2005 Château Pontet Canet, another 5th growth from Pauillac, it is generally recognised as a wine that hits above its ranking in the 19th-century classification and the price often reflects that opinion. Its vineyards (which have a relatively high proportion of Merlot) adjoin those of Mouton and Lafite. Again, in the mould of the appellation, the wine was quite a brute. It was deep and layered with intense cassis fruit. The palate was similarly powerful with lashings of vanilla oak and chalky tannins. Certainly, another wine with a bright future.
Interesting Culinary Note:
To give you an idea of the time and trouble that Roger and Denis went to with the meal, here is an insight into the cooking journey they embarked upon;
Duck Rillettes
A whole duck was washed in cognac and dusted with a blend of herbs made with an industrial spice grinder that turns at 24000 rpm. It came from China but is mostly sold in India. It will grind up to 500g of spices at a time and is incredibly noisy. He uses it to grind up herbs and salt for dusting confit duck, comprising bay leaves, thyme, parsley, black peppercorns and salt resulting in a fine powder. The duck is dusted inside and out with this herby powder and then stuffed with slices of ginger, garlic, thyme, and orange peel
The duck is wrapped in four layers of foil and roasted in a very slow (140C) oven for five hours.

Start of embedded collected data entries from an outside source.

//! Client error types and the numeric status vocabulary.
//!
//! Every completion carries either a [`Response`](crate::Response) or an
//! [`Error`]. Errors are `Clone` so a single teardown can deliver the same
//! failure to every outstanding request; I/O errors are captured as their
//! kind plus message for that reason.

use std::fmt;
use std::io;

use siridb_codec::CodecError;
use siridb_protocol::ProtocolError;
use thiserror::Error;

use crate::pending::WriteState;

/// Errors that can complete a request or reject a call.
#[derive(Debug, Clone, PartialEq, Eq, Error)]
pub enum Error {
    /// No live connection to send on.
    #[error("not connected")]
    NotConnected,

    /// The connection was closed while the request was outstanding.
    #[error("connection closed: {0}")]
    ConnectionClosed(String),

    /// Transport failure while connecting, reading or writing.
    #[error("transport error: {message}")]
    Transport {
        /// Kind of the underlying I/O error.
        kind: io::ErrorKind,
        /// Message of the underlying I/O error.
        message: String,
    },

    /// Connection establishment exceeded the configured timeout.
    #[error("connection timed out")]
    ConnectionTimeout,

    /// A package header failed validation.
    #[error("invalid package: {0}")]
    InvalidPackage(#[from] ProtocolError),

    /// Growing a buffer failed.
    #[error("failed to allocate {requested} bytes")]
    Allocation {
        /// Capacity that could not be reserved.
        requested: usize,
    },

    /// The codec could not encode a payload.
    #[error("encode error: {0}")]
    Encode(String),

    /// The codec could not decode a payload.
    #[error("decode error: {0}")]
    Decode(String),

    /// The call is not valid in the current state.
    #[error("misuse: {0}")]
    Misuse(#[from] Misuse),

    /// The request was dropped before it completed, either unsubmitted or
    /// while its driver was torn down without a close.
    #[error("request dropped before completion")]
    Abandoned,

    /// Configuration error.
    #[error("configuration error: {0}")]
    Config(String),
}

/// Caller misuse, rejected deterministically.
#[derive(Debug, Clone, PartialEq, Eq, Error)]
pub enum Misuse {
    /// Query or insert submitted before the handshake succeeded.
    #[error("not authenticated")]
    NotAuthenticated,

    /// Connect while a connection is already live.
    #[error("already connected")]
    AlreadyConnected,

    /// A request with this correlation id is already outstanding.
    #[error("duplicate package id {0}")]
    DuplicatePid(u16),

    /// A pending write was driven through an invalid transition.
    #[error("invalid write transition from {from:?} to {to:?}")]
    InvalidTransition {
        /// State before the attempted transition.
        from: WriteState,
        /// Requested state.
        to: WriteState,
    },

    /// No tokio runtime to run the connection on.
    #[error("no tokio runtime available")]
    NoRuntime,
}

impl Error {
    /// Numeric status of this error.
    #[must_use]
    pub fn status(&self) -> Status {
        match self {
            Self::NotConnected => Status::NotConnected,
            Self::ConnectionClosed(_) => Status::ConnectionClosed,
            Self::Transport { kind, .. } => match kind {
                io::ErrorKind::ConnectionRefused => Status::ConnectionRefused,
                io::ErrorKind::ConnectionReset
                | io::ErrorKind::ConnectionAborted
                | io::ErrorKind::BrokenPipe => Status::ConnectionReset,
                io::ErrorKind::TimedOut => Status::TimedOut,
                io::ErrorKind::UnexpectedEof => Status::ConnectionClosed,
                _ => Status::Transport,
            },
            Self::ConnectionTimeout => Status::TimedOut,
            Self::InvalidPackage(_) => Status::InvalidPackage,
            Self::Allocation { .. } => Status::Allocation,
            Self::Encode(_) => Status::Encode,
            Self::Decode(_) => Status::Decode,
            Self::Misuse(_) => Status::Misuse,
            Self::Abandoned => Status::Abandoned,
            Self::Config(_) => Status::Config,
        }
    }

    /// Check if this error is transient and may succeed on retry.
    ///
    /// Transient errors are those tied to the connection rather than to the
    /// request itself. The connector never retries on its own.
    #[must_use]
    pub fn is_transient(&self) -> bool {
        matches!(
            self,
            Self::NotConnected
                | Self::ConnectionClosed(_)
                | Self::Transport { .. }
                | Self::ConnectionTimeout
        )
    }

    /// Check if this error is caller misuse.
    #[must_use]
    pub fn is_misuse(&self) -> bool {
        matches!(self, Self::Misuse(_))
    }
}

impl From<io::Error> for Error {
    fn from(err: io::Error) -> Self {
        Self::Transport {
            kind: err.kind(),
            message: err.to_string(),
        }
    }
}

impl From<CodecError> for Error {
    fn from(err: CodecError) -> Self {
        match err {
            CodecError::InvalidPackage(e) => Self::InvalidPackage(e),
            CodecError::Allocation { requested } => Self::Allocation { requested },
            CodecError::Closed => Self::ConnectionClosed(INVALID_PACKAGE_CLOSE.to_string()),
            CodecError::Io(e) => Self::from(e),
        }
    }
}

/// Close reason used after a framing violation.
pub(crate) const INVALID_PACKAGE_CLOSE: &str = "invalid package, connection closed";

/// Numeric status codes.
///
/// Codes are stable and can be turned back into a message with
/// [`strerror`] without holding an [`Error`].
#[derive(Debug, Clone, Copy, PartialEq, Eq, Hash)]
#[repr(i32)]
pub enum Status {
    /// Success.
    Ok = 0,
    /// No live connection.
    NotConnected = -1,
    /// Connection closed.
    ConnectionClosed = -2,
    /// Peer refused the connection.
    ConnectionRefused = -3,
    /// Connection reset by peer.
    ConnectionReset = -4,
    /// Operation timed out.
    TimedOut = -5,
    /// Other transport failure.
    Transport = -6,
    /// Framing violation.
    InvalidPackage = -7,
    /// Allocation failure.
    Allocation = -8,
    /// Payload encoding failed.
    Encode = -9,
    /// Payload decoding failed.
    Decode = -10,
    /// Caller misuse.
    Misuse = -11,
    /// Request dropped before completion.
    Abandoned = -12,
    /// Invalid configuration.
    Config = -13,
}

impl Status {
    const ALL: [Self; 14] = [
        Self::Ok,
        Self::NotConnected,
        Self::ConnectionClosed,
        Self::ConnectionRefused,
        Self::ConnectionReset,
        Self::TimedOut,
        Self::Transport,
        Self::InvalidPackage,
        Self::Allocation,
        Self::Encode,
        Self::Decode,
        Self::Misuse,
        Self::Abandoned,
        Self::Config,
    ];

    /// Numeric code.
    #[must_use]
    pub fn code(self) -> i32 {
        self as i32
    }

    /// Look up a status by its numeric code.
    #[must_use]
    pub fn from_code(code: i32) -> Option<Self> {
        Self::ALL.into_iter().find(|status| status.code() == code)
    }

    /// Human-readable description.
    #[must_use]
    pub fn message(self) -> &'static str {
        match self {
            Self::Ok => "success",
            Self::NotConnected => "not connected",
            Self::ConnectionClosed => "connection closed",
            Self::ConnectionRefused => "connection refused",
            Self::ConnectionReset => "connection reset by peer",
            Self::TimedOut => "operation timed out",
            Self::Transport => "transport error",
            Self::InvalidPackage => "invalid package",
            Self::Allocation => "memory allocation error",
            Self::Encode => "error encoding payload",
            Self::Decode => "error decoding payload",
            Self::Misuse => "operation not allowed in the current state",
            Self::Abandoned => "request dropped before completion",
            Self::Config => "invalid configuration",
        }
    }
}

impl fmt::Display for Status {
    fn fmt(&self, f: &mut fmt::Formatter<'_>) -> fmt::Result {
        f.write_str(self.message())
    }
}

/// Describe a numeric status code.
#[must_use]
pub fn strerror(code: i32) -> &'static str {
    Status::from_code(code).map_or("unknown error", Status::message)
}

/// Result type for client operations.
pub type Result<T> = std::result::Result<T, Error>;
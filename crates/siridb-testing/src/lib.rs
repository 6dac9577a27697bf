//! # siridb-testing
//!
//! Test infrastructure for SiriDB connector development.
//!
//! ## Features
//!
//! - Mock SiriDB server over real TCP (no database required)
//! - Failure injection: fragmented writes, stray packages, garbage bytes,
//!   abrupt closes
//! - Test fixture utilities
//!
//! ## Mock Server Example
//!
//! ```rust,ignore
//! use siridb_client::{Connection, JsonCodec};
//! use siridb_testing::mock_server::{MockResponse, MockSiriServer};
//!
//! #[tokio::test]
//! async fn test_with_mock_server() {
//!     let server = MockSiriServer::builder()
//!         .with_response("count series", MockResponse::query(json!({"series": 3})))
//!         .build()
//!         .await
//!         .unwrap();
//!
//!     let connection = Connection::new(server.client_config());
//!     let (request, reply) = connection.request_future();
//!     connection.connect(request, &JsonCodec);
//!     assert!(reply.await.unwrap().auth_outcome().is_authenticated());
//! }
//! ```

#![warn(missing_docs)]
#![deny(unsafe_code)]

pub mod fixtures;
pub mod mock_server;

pub use fixtures::TestSeries;
pub use mock_server::{
    MockResponse, MockServerBuilder, MockServerConfig, MockServerError, MockSiriServer,
};
//! Payload codecs.
//!
//! The connector moves opaque payload bytes; turning application values into
//! those bytes and back is the job of a [`Codec`]. The wire format SiriDB
//! speaks natively is `qpack`; [`JsonCodec`] is a serde_json based stand-in
//! for servers and test doubles that accept JSON payloads.

use bytes::Bytes;

use crate::config::Credentials;
use crate::error::Result;

/// Serializes request payloads and deserializes response payloads.
pub trait Codec: Send + Sync {
    /// Decoded response value.
    type Value;

    /// Series data accepted by [`encode_insert`](Self::encode_insert).
    type Series: ?Sized;

    /// Encode the handshake payload.
    fn encode_auth(&self, credentials: &Credentials) -> Result<Bytes>;

    /// Encode a query payload.
    fn encode_query(&self, query: &str) -> Result<Bytes>;

    /// Encode an insert payload.
    fn encode_insert(&self, series: &Self::Series) -> Result<Bytes>;

    /// Decode a response payload of type `tp`.
    fn decode(&self, tp: u8, payload: &[u8]) -> Result<Self::Value>;
}

#[cfg(feature = "json")]
pub use json::JsonCodec;

#[cfg(feature = "json")]
mod json {
    use bytes::Bytes;
    use serde::Serialize;
    use serde_json::Value;

    use super::Codec;
    use crate::config::Credentials;
    use crate::error::{Error, Result};

    /// Handshake payload, serialized as `[username, password, database]`.
    #[derive(Serialize)]
    struct AuthPayload<'a>(&'a str, &'a str, &'a str);

    /// Query payload, serialized as `[query]`.
    #[derive(Serialize)]
    struct QueryPayload<'a>((&'a str,));

    /// JSON payload codec.
    #[derive(Debug, Clone, Copy, Default)]
    pub struct JsonCodec;

    impl JsonCodec {
        /// Create a new JSON codec.
        #[must_use]
        pub fn new() -> Self {
            Self
        }

        fn encode<T: Serialize + ?Sized>(value: &T) -> Result<Bytes> {
            serde_json::to_vec(value)
                .map(Bytes::from)
                .map_err(|e| Error::Encode(e.to_string()))
        }
    }

    impl Codec for JsonCodec {
        type Value = Value;
        type Series = Value;

        fn encode_auth(&self, credentials: &Credentials) -> Result<Bytes> {
            Self::encode(&AuthPayload(
                &credentials.username,
                &credentials.password,
                &credentials.database,
            ))
        }

        fn encode_query(&self, query: &str) -> Result<Bytes> {
            Self::encode(&QueryPayload((query,)))
        }

        fn encode_insert(&self, series: &Value) -> Result<Bytes> {
            if !series.is_object() {
                return Err(Error::Encode(
                    "insert data must be an object of series".into(),
                ));
            }
            Self::encode(series)
        }

        fn decode(&self, _tp: u8, payload: &[u8]) -> Result<Value> {
            if payload.is_empty() {
                return Ok(Value::Null);
            }
            serde_json::from_slice(payload).map_err(|e| Error::Decode(e.to_string()))
        }
    }

    #[cfg(test)]
    #[allow(clippy::unwrap_used)]
    mod tests {
        use super::*;
        use serde_json::json;

        #[test]
        fn test_auth_payload_is_array() {
            let bytes = JsonCodec
                .encode_auth(&Credentials::new("iris", "siri", "dbtest"))
                .unwrap();
            assert_eq!(bytes.as_ref(), br#"["iris","siri","dbtest"]"#);
        }

        #[test]
        fn test_query_payload() {
            let bytes = JsonCodec.encode_query("list series").unwrap();
            assert_eq!(bytes.as_ref(), br#"["list series"]"#);
        }

        #[test]
        fn test_insert_requires_object() {
            let ok = JsonCodec.encode_insert(&json!({"cpu": [[1, 0.5]]})).unwrap();
            assert_eq!(ok.as_ref(), br#"{"cpu":[[1,0.5]]}"#);

            let err = JsonCodec.encode_insert(&json!([1, 2])).unwrap_err();
            assert!(matches!(err, Error::Encode(_)));
        }

        #[test]
        fn test_decode() {
            assert_eq!(JsonCodec.decode(0, br#"{"a":1}"#).unwrap(), json!({"a": 1}));
            assert_eq!(JsonCodec.decode(3, b"").unwrap(), Value::Null);
            assert!(matches!(JsonCodec.decode(0, b"{"), Err(Error::Decode(_))));
        }
    }
}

After cooling to room temperature, the duck spends a night in the fridge, and then all the meat, fat and jelly is taken off the carcase and mixed in a food mixer with more cognac, Dijon mustard, white pepper, fresh thyme leaves and melted butter. The rillettes are transferred to a plastic tub and decorated with grated orange peel, sprigs of thyme and sealed with melted duck fat. At this stage, it will keep in the fridge for a month or more, but the one that was served on Tuesday only had three days.
The toasts were made with stale Costco baguettes by slicing thinly and baking in a 200C oven until golden. After cooling, the toasts are vacuum sealed to make sure they don’t go soggy.
On the day the rillettes are served on toasts and decorated with radish and gherkin.
Salmon Mousse Bouchées
I make smoked salmon according to a method I have developed over the years. After buying a side of fresh salmon from the fish market, I wash it in dilute lemon juice to kill any surface pathogens, then portion it into three pieces, topping each piece with dill and a lemon slice. These pieces are vacuum-packed and cooked sous-vide at 55C for forty minutes. They are then iced to cool quickly. After cooling, they are transferred to a large bag which is cold-smoked with hickory produced by a Polyscience Smoking Gun https://www.sousvidechef.com.au/products/polyscience-smoking-gun?variant=13054860918839 The bag is quickly sealed and refrigerated for a couple of days o infuse the salmon with the smokiness.
The salmon is mixed with Philadelphia cream cheese and creme fraiche in a food mixer to make mousse.
The mousse is piped into Jos Poell canapé cups jos-poell-mini-toast-salad-ragout-cup cups and topped with a slice of cucumber and some salmon roe.
And there you have it folks, a great meal, influenced by science gliding in the background to the tune of Bordeaux.